Le premier texte vient du sud du Chili. Il analyse les pratiques et les stratégies orthographiques et traductologiques du professeur Manuel Manquilef, considéré comme le premier écrivain mapuche, informant et collaborateur d’études ethnographiques, puis auteur, traducteur et transcripteur de récits ethnographiques. L’article adopte une approche glottopolitique pour comprendre comment cet intellectuel mapuche construit une représentation de la langue autochtone (mapudungun) au moyen de son travail de transcription, d’écriture et de traduction.
Le deuxième est basque. Il offre un vaste panorama (754 oeuvres) de la littérature d’enfance et de jeunesse en langue française traduites en langue basque. Après analyse du public de ces oeuvres, des auteurs et des traducteurs, et finalement du lieu de publication, l’auteure observe l’émergence de deux systèmes différents d’un côté et de l’autre de la frontière, malgré le fait que les langues source (français) et cible (basque) sont les mêmes.
Toujours en provenance d’Espagne, mais en anglais cette fois, un article qui analyse l’utilisation de la traduction audiovisuelle (TAV) comme ressource pédagogique dans l’enseignement primaire. Il examine la perception qu’ont les élèves du sous-titrage interlinguistique et du doublage créatif pour apprendre l’anglais à l’école. Avec un échantillon de 120 élèves, 10 établissements et, pour instruments de recherche, un questionnaire et l’observation en classe, l’auteur souligne l’opinion positive des élèves quant à l’utilisation de la TAV dans l’apprentissage des langues, avec une légère préférence pour le doublage.

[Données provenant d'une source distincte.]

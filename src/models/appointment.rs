//! Appointment model representing a scheduled meeting.

use super::Record;
use crate::domain::{ensure_future, required, TextRule, ValidationError};
use chrono::{DateTime, Utc};
use serde::{Deserialize, Serialize};

/// An appointment with an immutable ID, a future date, and a description.
///
/// The date is checked against the clock each time it is validated, at
/// construction and on every [`Appointment::set_date`].
#[derive(Debug, Clone, PartialEq, Eq, Serialize, Deserialize)]
#[serde(try_from = "AppointmentDraft")]
pub struct Appointment {
    id: String,
    date: DateTime<Utc>,
    description: String,
}

/// Unvalidated appointment input.
#[derive(Debug, Clone, Default, PartialEq, Eq, Serialize, Deserialize)]
#[serde(default)]
pub struct AppointmentDraft {
    pub id: Option<String>,
    pub date: Option<DateTime<Utc>>,
    pub description: Option<String>,
}

impl Appointment {
    pub const ID: TextRule = TextRule::non_empty("id", 10);
    pub const DESCRIPTION: TextRule = TextRule::new("description", 50);

    /// Create a new appointment.
    ///
    /// # Errors
    ///
    /// Returns `ValidationError::NotInFuture` if `date` is not strictly
    /// after the current time, or a length error for `id`/`description`.
    pub fn new(
        id: impl Into<String>,
        date: DateTime<Utc>,
        description: impl Into<String>,
    ) -> Result<Self, ValidationError> {
        let draft = AppointmentDraft {
            id: Some(id.into()),
            date: Some(date),
            description: Some(description.into()),
        };
        Self::from_draft(draft, Utc::now())
    }

    fn from_draft(draft: AppointmentDraft, now: DateTime<Utc>) -> Result<Self, ValidationError> {
        let id = Self::ID.require(Self::KIND, draft.id)?;
        let date = required(Self::KIND, "date", draft.date)?;
        ensure_future(Self::KIND, "date", date, now)?;
        let description = Self::DESCRIPTION.require(Self::KIND, draft.description)?;
        Ok(Self {
            id,
            date,
            description,
        })
    }

    pub fn id(&self) -> &str {
        &self.id
    }

    pub fn date(&self) -> DateTime<Utc> {
        self.date
    }

    pub fn description(&self) -> &str {
        &self.description
    }

    /// The ID is fixed at construction; this always fails.
    pub fn set_id(&mut self, _id: impl Into<String>) -> Result<(), ValidationError> {
        Err(ValidationError::ImmutableId { kind: Self::KIND })
    }

    /// Reschedule, requiring the new date to be in the future.
    pub fn set_date(&mut self, date: DateTime<Utc>) -> Result<(), ValidationError> {
        ensure_future(Self::KIND, "date", date, Utc::now())?;
        self.date = date;
        Ok(())
    }

    pub fn set_description(
        &mut self,
        description: impl Into<String>,
    ) -> Result<(), ValidationError> {
        let description = description.into();
        Self::DESCRIPTION.check(Self::KIND, &description)?;
        self.description = description;
        Ok(())
    }
}

impl TryFrom<AppointmentDraft> for Appointment {
    type Error = ValidationError;

    fn try_from(draft: AppointmentDraft) -> Result<Self, Self::Error> {
        Self::from_draft(draft, Utc::now())
    }
}

impl Record for Appointment {
    const KIND: &'static str = "Appointment";

    fn id(&self) -> &str {
        &self.id
    }
}

#[cfg(test)]
mod tests {
    use super::*;
    use chrono::Duration;

    fn future() -> DateTime<Utc> {
        Utc::now() + Duration::days(5)
    }

    #[test]
    fn test_appointment_creation() {
        let date = future();
        let appointment = Appointment::new("001", date, "Valid Description").unwrap();
        assert_eq!(appointment.id(), "001");
        assert_eq!(appointment.date(), date);
        assert_eq!(appointment.description(), "Valid Description");
    }

    #[test]
    fn test_appointment_fields_at_max_length() {
        let id = "1".repeat(10);
        let description = "d".repeat(50);
        let appointment = Appointment::new(id.clone(), future(), description.clone()).unwrap();
        assert_eq!(appointment.id(), id);
        assert_eq!(appointment.description(), description);
    }

    #[test]
    fn test_appointment_id_bounds() {
        assert_eq!(
            Appointment::new("", future(), "Description").unwrap_err().field(),
            "id"
        );
        assert!(Appointment::new("1".repeat(11), future(), "Description").is_err());
    }

    #[test]
    fn test_appointment_date_in_past() {
        let past = Utc::now() - Duration::days(5);
        let err = Appointment::new("001", past, "Description").unwrap_err();
        assert_eq!(
            err,
            ValidationError::NotInFuture {
                kind: "Appointment",
                field: "date",
                date: past
            }
        );
    }

    #[test]
    fn test_appointment_date_equal_to_now_rejected() {
        let now = Utc::now();
        let draft = AppointmentDraft {
            id: Some("001".into()),
            date: Some(now),
            description: Some("Description".into()),
        };
        assert!(Appointment::from_draft(draft.clone(), now).is_err());

        let later = AppointmentDraft {
            date: Some(now + Duration::milliseconds(1)),
            ..draft
        };
        assert!(Appointment::from_draft(later, now).is_ok());
    }

    #[test]
    fn test_appointment_description_too_long() {
        let err = Appointment::new("001", future(), "d".repeat(51)).unwrap_err();
        assert_eq!(err.field(), "description");
    }

    #[test]
    fn test_appointment_draft_missing_fields() {
        let draft = AppointmentDraft {
            id: Some("001".into()),
            date: None,
            description: Some("Description".into()),
        };
        assert_eq!(
            Appointment::try_from(draft),
            Err(ValidationError::Missing {
                kind: "Appointment",
                field: "date"
            })
        );

        let draft = AppointmentDraft {
            id: Some("001".into()),
            date: Some(future()),
            description: None,
        };
        assert_eq!(
            Appointment::try_from(draft).unwrap_err().field(),
            "description"
        );
    }

    #[test]
    fn test_appointment_id_is_immutable() {
        let mut appointment = Appointment::new("001", future(), "Description").unwrap();
        assert_eq!(
            appointment.set_id("001"),
            Err(ValidationError::ImmutableId {
                kind: "Appointment"
            })
        );
    }

    #[test]
    fn test_appointment_set_date() {
        let mut appointment = Appointment::new("001", future(), "Description").unwrap();
        let original = appointment.date();

        assert!(appointment.set_date(Utc::now() - Duration::hours(1)).is_err());
        assert_eq!(appointment.date(), original);

        let rescheduled = Utc::now() + Duration::days(30);
        appointment.set_date(rescheduled).unwrap();
        assert_eq!(appointment.date(), rescheduled);
    }
}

La traduction indirecte est le sujet de l’article suivant qui révèle le rôle intermédiaire de la Russie soviétique dans la réception de Victor Hugo en Chine. L’auteur utilise la théorie du transfert culturel et notamment la notion de tiers établies par Michel Espagne, et les outils méthodologiques des recherches sur la traduction indirecte pour analyser des traductions indirectes et examiner l’image romantique de Hugo en Chine imprégnée des théories marxistes soviétisées. Il souligne ainsi le rôle décisif de tiers de la Russie soviétique dans la réception chinoise de Hugo, sur le plan de la circulation et de la traduction, ainsi que sur celui de l’interprétation.
Le cinquième texte porte sur le roman policier considéré comme un vrai transgenre, ou genre transnational. Le roman étudié, La muerte me da de Cristina Rivera Garza, consiste en une narration polyphonique qui renouvelle le classique anglo-saxon sous un ordre féminin choral. L’objectif est la recherche de méthodologies intersectionelles pour l’élaboration d’une critique féministe transnationale ayant pour objet les manifestations des « transnationalités minimales ».
Suivent deux articles qui s’occupent d’évaluation. Le premier traite de l’interprétation. Plus précisément, il s’agit d’une étude empirique pour évaluer l’utilité de la notation analytique (ARS) par rapport au jugement comparatif (CJ), la première fondée sur des descripteurs objectifs et la seconde sur des critères subjectifs. Deux groupes d’évaluateurs/juges de différentes expertises de notation ont appliqué CJ et ARS pour évaluer 40 échantillons d’interprétation consécutive anglais-chinois. L’analyse des données quantitatives suggère que l’ARS globale a surpassé CJ en matière de validité, fiabilité, praticité et acceptabilité. Il propose également des pistes de recherche pour améliorer la compréhension de l’interprétation de l’évaluation.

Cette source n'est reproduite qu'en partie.